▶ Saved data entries
━━━

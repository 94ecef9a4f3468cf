//! The parking lot: a flat list of floors behind one front door.

use std::sync::Arc;

use tracing::{debug, info};

use parkhub_alloc::{AllocationResult, FloorStatus, ParkingFloor, Ticket};
use parkhub_core::config::LayoutConfig;
use parkhub_core::error::AppError;
use parkhub_core::traits::{Clock, PricingStrategy};
use parkhub_entity::{PaymentMode, Vehicle};

use crate::gate::{EntryPanel, ExitPanel};
use crate::payment::{PaymentService, Receipt};

/// All floors of one lot plus the entry, exit and payment services.
///
/// The lot holds no lock. Floors are fixed after construction and every
/// operation is forwarded to the floor (and from there the pool) that owns
/// the vehicle's category.
#[derive(Debug)]
pub struct ParkingLot {
    /// Floors in the order arrivals try them.
    floors: Vec<Arc<ParkingFloor>>,
    /// Entry panel.
    entry: EntryPanel,
    /// Exit panel.
    exit: ExitPanel,
    /// Settlement, on the same clock as the floors.
    payments: PaymentService,
}

impl ParkingLot {
    /// Creates a lot with no floors.
    pub fn new(pricing: Arc<dyn PricingStrategy>, clock: Arc<dyn Clock>) -> Self {
        Self {
            floors: Vec::new(),
            entry: EntryPanel::new(),
            exit: ExitPanel::new(),
            payments: PaymentService::new(pricing, clock),
        }
    }

    /// Creates a lot and builds every floor described by `layout`.
    pub async fn from_layout(
        layout: &LayoutConfig,
        pricing: Arc<dyn PricingStrategy>,
        clock: Arc<dyn Clock>,
    ) -> Result<Self, AppError> {
        layout.validate()?;

        let mut lot = Self::new(pricing, Arc::clone(&clock));
        for floor_layout in &layout.floors {
            let floor = ParkingFloor::from_layout(floor_layout, Arc::clone(&clock)).await?;
            lot.add_floor(floor)?;
        }

        info!(
            floors = lot.floors.len(),
            spots = layout.total_spots(),
            "Parking lot initialized"
        );
        Ok(lot)
    }

    /// Adds a floor. Floor names must be unique.
    pub fn add_floor(&mut self, floor: ParkingFloor) -> Result<Arc<ParkingFloor>, AppError> {
        if self.floors.iter().any(|f| f.name() == floor.name()) {
            return Err(AppError::configuration(format!(
                "Floor '{}' already exists",
                floor.name()
            )));
        }
        let floor = Arc::new(floor);
        self.floors.push(Arc::clone(&floor));
        Ok(floor)
    }

    pub fn floors(&self) -> &[Arc<ParkingFloor>] {
        &self.floors
    }

    pub fn floor(&self, name: &str) -> Result<&Arc<ParkingFloor>, AppError> {
        self.floors
            .iter()
            .find(|f| f.name() == name)
            .ok_or_else(|| AppError::not_found(format!("Floor '{name}' not found")))
    }

    /// Park on a specific floor.
    pub async fn enter(
        &self,
        floor_name: &str,
        vehicle: &Vehicle,
    ) -> Result<AllocationResult, AppError> {
        let floor = self.floor(floor_name)?;
        self.entry.issue_ticket(floor, vehicle).await
    }

    /// Park on the first floor with a fitting free spot.
    pub async fn park_anywhere(&self, vehicle: &Vehicle) -> Result<AllocationResult, AppError> {
        if self.floors.is_empty() {
            return Err(AppError::configuration("Parking lot has no floors"));
        }

        for floor in &self.floors {
            match self.entry.issue_ticket(floor, vehicle).await? {
                granted @ AllocationResult::Granted(_) => return Ok(granted),
                AllocationResult::Denied { .. } => {
                    debug!(floor = %floor.name(), vehicle = %vehicle.number, "Floor full, trying next");
                }
            }
        }

        Ok(AllocationResult::Denied {
            reason: format!(
                "No space for {} {} on any floor",
                vehicle.vehicle_type, vehicle.number
            ),
        })
    }

    /// Amount currently owed for `ticket`.
    pub fn quote(&self, ticket: &Ticket) -> f64 {
        self.payments.quote(ticket)
    }

    /// Settle `ticket`.
    pub fn pay(&self, ticket: &Ticket, mode: PaymentMode) -> Result<Receipt, AppError> {
        self.payments.pay(ticket, mode)
    }

    /// Let the vehicle out through the floor that issued its ticket.
    pub async fn exit(&self, ticket: &Ticket) -> Result<(), AppError> {
        let floor = self.floor(ticket.floor())?;
        self.exit.exit(floor, ticket).await
    }

    pub async fn status(&self) -> Vec<FloorStatus> {
        let mut out = Vec::with_capacity(self.floors.len());
        for floor in &self.floors {
            out.push(floor.status().await);
        }
        out
    }
}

━━━

▶ ACTIVITY
Go through the entries and filter for lines holding the word "AllocationResult"; copy each match.

▶ ANSWER SPACE
use parkhub_alloc::{AllocationResult, FloorStatus, ParkingFloor, Ticket};
    ) -> Result<AllocationResult, AppError> {
    pub async fn park_anywhere(&self, vehicle: &Vehicle) -> Result<AllocationResult, AppError> {
                granted @ AllocationResult::Granted(_) => return Ok(granted),
                AllocationResult::Denied { .. } => {
        Ok(AllocationResult::Denied {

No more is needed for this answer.